Одиссей по-прежнему либо бегал где-то – неизвестно где, либо сидел и писал свои программы. К нему было лучше не подходить в такое время. Дора скучала, ей казалось, что она всеми забыта и стала никому не интересна. Она начала разыскивать своих одноклассников и знакомых, перебрасывалась с ними, как мячом, сообщениями, и в этом тоже было нечто, вносящее в её жизнь какое-то разнообразие. Ей нравилось «хулиганить»: загрузить свою детскую фотографию или мордашку сестры и написать какому-нибудь старому приятелю. Ещё она очень любила вывешивать на стенах своих веб-страниц матерные стишки на английском языке, трясясь от смеха и предвкушая, как её друзья будут всё это со словарями и «переводчиками» переводить… Сообщить нечто вроде того, что она хочет в туалет…
Она почти перестала готовить и стирать, ссылаясь на то, что её тошнит. Да Одиссей и не требовал от неё ничего. Он опять, как было в первом его браке, нацепив на себя фартук из болоньи, по которому сквозь синеву скользили оранжевые и жёлтые кленовые листья, готовил что-нибудь вкусненькое… Пёк блинчики или зажаривал в духовке курочку, нацепленную на бутылку с водой. И с предупредительной улыбкой официанта разносил всё это домашним по комнатам, думая о том, что хорошо бы смыться в какую-нибудь командировку.

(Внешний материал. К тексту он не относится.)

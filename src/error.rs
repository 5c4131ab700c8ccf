//! 错误处理模块：整个运行时共用的统一错误类型。
//!
//! Unified error type for the agent runtime. Every fallible operation in
//! the crate returns [`crate::Result`], aggregating low-level failures
//! into the categories a caller can actually act on: repair the request
//! (validation), fix wiring (configuration), retry elsewhere (remote), or
//! keep the dialogue going (tool execution errors, which the conversation
//! loop converts into tool-result text instead of failing the turn).

use thiserror::Error;

/// Maximum number of body bytes carried in a [`Error::Remote`] excerpt.
const REMOTE_BODY_EXCERPT: usize = 512;

#[derive(Debug, Error)]
pub enum Error {
    /// Missing or invalid configuration (duplicate server name, unknown
    /// transport, malformed config file).
    #[error("configuration error: {0}")]
    Configuration(String),

    /// The dispatcher has no adapter registered under this provider id.
    #[error("provider not registered: {0}")]
    UnknownProvider(String),

    /// An adapter rejected the request before any network traffic.
    #[error("validation error: {0}")]
    Validation(String),

    /// HTTP-level failure (connect, timeout, body read).
    #[error("transport error: {0}")]
    Transport(#[from] reqwest::Error),

    /// The provider answered with a non-2xx status.
    #[error("remote error: HTTP {status}: {body}")]
    Remote { status: u16, body: String },

    /// A vendor request or response could not be encoded/decoded.
    #[error("serialization error: {0}")]
    Serialization(#[from] serde_json::Error),

    /// A tool call referenced a name the registry does not know.
    #[error("function not registered: {0}")]
    UnknownFunction(String),

    /// A registered tool ran and failed.
    #[error("tool execution failed: {0}")]
    ToolExecution(String),

    /// Tool-call arguments were not a JSON object (nor a JSON string
    /// wrapping one).
    #[error("tool arguments unparseable: {0}")]
    ArgumentParse(String),

    /// A tool argument could not be coerced to the declared parameter type.
    #[error("tool argument type mismatch: {0}")]
    ArgumentType(String),

    /// MCP session failure (spawn, handshake, tool listing, invocation).
    #[error("mcp error: {0}")]
    Mcp(String),

    /// The caller's cancellation token fired mid-operation.
    #[error("operation cancelled")]
    Cancelled,

    #[error("I/O error: {0}")]
    Io(#[from] std::io::Error),
}

impl Error {
    pub fn configuration(msg: impl Into<String>) -> Self {
        Error::Configuration(msg.into())
    }

    pub fn validation(msg: impl Into<String>) -> Self {
        Error::Validation(msg.into())
    }

    pub fn mcp(msg: impl Into<String>) -> Self {
        Error::Mcp(msg.into())
    }

    /// Build a remote error, truncating the body to a bounded excerpt so
    /// huge HTML error pages do not end up in logs verbatim.
    pub fn remote(status: u16, body: &str) -> Self {
        let body = if body.len() > REMOTE_BODY_EXCERPT {
            let mut end = REMOTE_BODY_EXCERPT;
            while !body.is_char_boundary(end) {
                end -= 1;
            }
            format!("{}...", &body[..end])
        } else {
            body.to_string()
        };
        Error::Remote { status, body }
    }
}

#[cfg(test)]
mod tests {
    use super::*;

    #[test]
    fn test_remote_body_excerpt() {
        let long = "x".repeat(2048);
        match Error::remote(500, &long) {
            Error::Remote { status, body } => {
                assert_eq!(status, 500);
                assert!(body.len() <= REMOTE_BODY_EXCERPT + 3);
                assert!(body.ends_with("..."));
            }
            other => panic!("unexpected variant: {other:?}"),
        }
    }

    #[test]
    fn test_remote_excerpt_respects_char_boundaries() {
        let long = "函".repeat(600);
        match Error::remote(429, &long) {
            Error::Remote { body, .. } => assert!(body.ends_with("...")),
            other => panic!("unexpected variant: {other:?}"),
        }
    }
}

Дора стала раньше ложиться спать, погружаясь в тягучий, засасывающий, как патока, сон, в недоумении просыпаясь, когда Одиссей приходил, или пугаясь того, что опоздала на работу. Но за окном была чернильная темь, прорезанная разноцветными театральными вывесками на домах, похожими на ёлочные гирлянды в новогоднюю ночь, да одинокими прожекторами от фар запоздавших и заблудившихся машин. Ветки снова сбросили листья и отражались на стене, напоминая исчёрканный в гневе чёрным фломастером листок пожелтевшей бумаги.
67
Вот он и снова удрал. Они гуляли с Дашей по Москве. На набережной под старинными фонарями, похожими на керосиновые лампадки, стояли деревья, будто сделанные из серебряной проволоки и хрусталя. Обледеневшие их ветки, убегая от лёгкого ветра, нежно касались друг друга и, казалось, мелодично звенели, напоминая звон бокалов в новогоднюю ночь, звенели о том, что скоро зима… что лучше пусть зима сразу, чем вот так оттаивать в одночасье и леденеть на ночном ветру… И ребёнок был послан им, может быть, для того, чтобы не леденеть, отвернувшись к теням на стене или голубому монитору? Или всё равно процесс охлаждения необратим? И они только отсрочат агонию? Луна опять была полной и тоже, как слепящее серебряное блюдо, разливающей холодный и безжизненный, точно инструменты хирурга, свет…
Но рядом была дочь, которая, казалось, не замечала его отрешённости и беззаботно щебетала, точно воробей, которому вольготно тогда, когда певчие птицы отбывают на юг… Под ногами был настоящий каток, блестящий, как спокойное озеро. Ноги разъезжались, он зацепился за Дашу, и их несло потоком толпы, устремлённой к входу в метро… Дочь взахлёб рассказывала о своей учёбе. И он подумал, что это подарок, если твой ребёнок счастлив в самореализации. Как так срослось, что его дочь увлеклась вдруг делом, совсем чужим для них с женой, и теперь живёт им, и он думает, что долго будет ещё им жить, даже тогда, когда всё другое может потерять? А ведь он никак не пытался взращивать этот интерес дочери к творчеству. И её мать не пыталась. Откуда он взялся, этот интерес, который забрезжив призрачным силуэтом в молоке тумана, погнал ребёнка завоёвывать Москву? Хорошо, что жена не пыталась подрезать ей крылья…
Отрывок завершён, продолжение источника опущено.